As an external input signal, a chrominance subcarrier signal 6 fsc having six times of a frequency is supplied to the inverter circuit 110 and the NAND circuit 109. An output of the inverter circuit 110 is supplied to a clock input C of the gate-type D-type flip-flop circuit 103 and a clock input C of the gate-type D-type flip-flop circuit 104. An output Q of the gate-type D-type flip-flop circuit 103 is supplied to the AND circuit 108 and the NAND circuit 109. An inversion output Q− of the gate-type D-type flip-flop circuit 103 is supplied to the AND circuit 107. An inversion output Q− of the gate-type D-type flip-flop circuit 104 is supplied to a clock input C of the gate-type D-type flip-flop circuit 105, the AND circuit 108 and the AND circuit 107. An output of the AND circuit 107 is supplied to a data input D of the gate-type D-type flip-flop circuit 103. An output of the AND circuit 108 is supplied to a data input. D of the gate-type D-type flip-flop circuit 104. An inversion output Q− of the gate-type D-type flip-flop circuit 105 is supplied to a data input D thereof. The gate-type D-type flip-flop circuit 105 provides an output Q thereof as a first chrominance subcarrier signal fsc. An output Q of the gate-type D-type flip-flop circuit 105 is supplied to a data input D of the latch circuit 106. An output of the NAND circuit 109 is inverted and supplied to a clock input C of the latch circuit 106. The latch circuit 106 provides an output M thereof as a second chrominance subcarrier signal fsc⊥.

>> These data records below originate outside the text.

//! Synthesis of signals for expected-but-silent monitor instances
//!
//! The expected universe is the unit monitor catalog crossed with the
//! inventory, plus every previously received instance whose resource still
//! exists. Expected instances without a signal this cycle get one: `None`
//! when nothing is known about them, `Unknown` when they went silent.

use std::collections::{HashMap, HashSet};
use std::sync::Arc;

use chrono::{DateTime, Utc};
use serde::{Deserialize, Serialize};
use serde_json::{json, Value};
use tracing::debug;

use crate::inventory::ClusterInventory;
use crate::model::{HealthModelDefinition, MonitorKind};
use crate::models::{HealthSignal, MonitorState, ResourceKind, ResourceScope};
use crate::provider::MonitorConfigProvider;

/// When a silent, previously received instance is reported as Unknown
#[derive(Debug, Clone, Copy, Default, PartialEq, Eq, Serialize, Deserialize)]
#[serde(rename_all = "snake_case")]
pub enum SilencePolicy {
    /// Only if it was received in the immediately preceding cycle;
    /// longer silence decays to None
    #[default]
    LastCycle,
    /// For as long as it stays silent while its resource exists
    Sticky,
}

struct Expected {
    monitor_instance_id: String,
    monitor_id: String,
    scope: ResourceScope,
}

#[derive(Debug, Clone)]
pub struct MissingSignalGenerator {
    definition: Arc<HealthModelDefinition>,
    policy: SilencePolicy,
    last_seen: HashMap<String, HealthSignal>,
    last_cycle: HashSet<String>,
}

impl MissingSignalGenerator {
    pub fn new(definition: Arc<HealthModelDefinition>, policy: SilencePolicy) -> Self {
        Self {
            definition,
            policy,
            last_seen: HashMap::new(),
            last_cycle: HashSet::new(),
        }
    }

    pub fn policy(&self) -> SilencePolicy {
        self.policy
    }

    /// Number of instances the generator remembers
    pub fn tracked(&self) -> usize {
        self.last_seen.len()
    }

    /// Signals for every expected instance absent from `received`
    pub fn missing(
        &mut self,
        received: &[HealthSignal],
        inventory: &ClusterInventory,
        provider: &MonitorConfigProvider,
        now: DateTime<Utc>,
    ) -> Vec<HealthSignal> {
        let before = self.last_seen.len();
        self.last_seen
            .retain(|_, signal| inventory.is_present(&signal.scope));
        if self.last_seen.len() < before {
            debug!(
                pruned = before - self.last_seen.len(),
                "Forgot instances whose resources left the inventory"
            );
        }

        let present: HashSet<&str> = received
            .iter()
            .map(|s| s.monitor_instance_id.as_str())
            .collect();

        self.expected(inventory, provider)
            .into_iter()
            .filter(|e| !present.contains(e.monitor_instance_id.as_str()))
            .map(|e| self.synthesize(e, inventory, provider, now))
            .collect()
    }

    /// Remember this cycle's received signals for the next cycle
    pub fn update_last_received(&mut self, received: &[HealthSignal]) {
        self.last_cycle = received
            .iter()
            .map(|s| s.monitor_instance_id.clone())
            .collect();
        for signal in received {
            self.last_seen
                .insert(signal.monitor_instance_id.clone(), signal.clone());
        }
    }

    fn expected(
        &self,
        inventory: &ClusterInventory,
        provider: &MonitorConfigProvider,
    ) -> Vec<Expected> {
        let mut seen = HashSet::new();
        let mut expected = Vec::new();
        let mut push = |monitor_id: &str, scope: ResourceScope| {
            let monitor_instance_id = provider.instance_id(monitor_id, &scope);
            if seen.insert(monitor_instance_id.clone()) {
                expected.push(Expected {
                    monitor_instance_id,
                    monitor_id: monitor_id.to_string(),
                    scope,
                });
            }
        };

        for monitor in self.definition.unit_monitors() {
            let MonitorKind::Unit {
                resource_kind,
                workload_scope,
                synthesize_missing,
            } = &monitor.kind
            else {
                continue;
            };
            if !synthesize_missing {
                continue;
            }

            match resource_kind {
                ResourceKind::Cluster => push(&monitor.monitor_id, ResourceScope::Cluster),
                ResourceKind::Node => {
                    for node in inventory.nodes() {
                        push(
                            &monitor.monitor_id,
                            ResourceScope::Node {
                                name: node.name.clone(),
                            },
                        );
                    }
                }
                ResourceKind::Workload => {
                    for workload in inventory
                        .workloads()
                        .filter(|w| workload_scope.includes(&w.namespace))
                    {
                        push(
                            &monitor.monitor_id,
                            ResourceScope::Workload {
                                namespace: workload.namespace.clone(),
                                name: workload.name.clone(),
                            },
                        );
                    }
                }
            }
        }

        // Previously received instances the catalog does not cover
        let mut remembered: Vec<&HealthSignal> = self.last_seen.values().collect();
        remembered.sort_by(|a, b| a.monitor_instance_id.cmp(&b.monitor_instance_id));
        for signal in remembered {
            if seen.insert(signal.monitor_instance_id.clone()) {
                expected.push(Expected {
                    monitor_instance_id: signal.monitor_instance_id.clone(),
                    monitor_id: signal.monitor_id.clone(),
                    scope: signal.scope.clone(),
                });
            }
        }

        expected
    }

    fn synthesize(
        &self,
        expected: Expected,
        inventory: &ClusterInventory,
        provider: &MonitorConfigProvider,
        now: DateTime<Utc>,
    ) -> HealthSignal {
        let silent_since_last_cycle = self.last_cycle.contains(&expected.monitor_instance_id);
        let previous = self
            .last_seen
            .get(&expected.monitor_instance_id)
            .filter(|_| silent_since_last_cycle || self.policy == SilencePolicy::Sticky);

        match previous {
            Some(previous) => {
                let mut signal = previous.clone();
                signal.time_first_observed = now;
                signal.set_state(MonitorState::Unknown);
                if let Some(details) = signal.details.as_object_mut() {
                    details.insert(
                        "reason".to_string(),
                        Value::String("no signal received this cycle".to_string()),
                    );
                }
                signal
            }
            None => HealthSignal {
                labels: provider.scope_labels(&expected.scope, inventory),
                config: provider.config(&expected.monitor_id),
                details: json!({
                    "state": MonitorState::None.as_str(),
                    "timestamp": now.to_rfc3339(),
                    "reason": "no signal has been received",
                }),
                monitor_id: expected.monitor_id,
                monitor_instance_id: expected.monitor_instance_id,
                time_first_observed: now,
                state: MonitorState::None,
                scope: expected.scope,
            },
        }
    }
}
//! Immutable pipeline configuration, resolved once at startup

use std::collections::BTreeMap;
use std::path::PathBuf;

use crate::ingest::BatchRouter;
use crate::model::AggregationPolicy;
use crate::signals::{KubeApiDownHandler, SilencePolicy};

#[derive(Debug, Clone)]
pub struct PipelineSettings {
    /// When false every batch is acknowledged and ignored
    pub enabled: bool,
    pub cluster_id: String,
    pub cluster_labels: BTreeMap<String, String>,
    pub router: BatchRouter,
    /// Snapshot file; `None` keeps state in memory only
    pub state_path: Option<PathBuf>,
    pub silence_policy: SilencePolicy,
    pub kube_api: KubeApiDownHandler,
    pub aggregation: AggregationPolicy,
}

impl Default for PipelineSettings {
    fn default() -> Self {
        Self {
            enabled: true,
            cluster_id: String::new(),
            cluster_labels: BTreeMap::new(),
            router: BatchRouter::default(),
            state_path: None,
            silence_policy: SilencePolicy::default(),
            kube_api: KubeApiDownHandler::default(),
            aggregation: AggregationPolicy::default(),
        }
    }
}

Each of the gate-type D-type flip-flop circuits 103, 104 and 105 latches the data input D in response to a falling edge of a signal supplied to the clock input C. As a result, the output Q and the inversion output Q− in the preceding state are held as the output Q and the inversion output Q− of the gate-type D-type flip-flop circuit.
FIGS. 2A to 2G are timing charts showing an operation of the frequency dividing phase shift circuit described in the first conventional example. In the first frequency dividing circuit 101, the data input of the circuit 103 as the output of the AND circuit 107 is delayed by 120 degrees and outputted as the output Q and the inversion output Q−, as shown in FIG. 2C by a. Also, the data input of the circuit 104 as the output of the AND circuit 108 is delayed by 120 degrees and outputted as the output Q and the inversion output Q−, as shown in FIG. 2D by b. The gate-type D-type flip-flop circuit 105 in the second frequency dividing circuit 102 frequency-divides the signal b into a half. Thus, the ⅙ frequency division signal or first chrominance subcarrier signal fsc is obtained. Also, by using the clock signal 6 fsc, the gate-type D-type flip-flop circuit 106 generates the second chrominance subcarrier signal fsc⊥ from first chrominance subcarrier signal fsc.
However, the frequency dividing phase shift circuit described in the first conventional example is provided with the gate-type D-type flip-flop circuits for three stages, the latch circuit for one stage, the inverter circuit for one stage, and the AND circuits for three stages with the NAND circuit for one stage. Therefore, a circuit is complex with a large number of the circuit elements. As a result, it is not suitable for implementing low current consumption and reduction of a chip layout.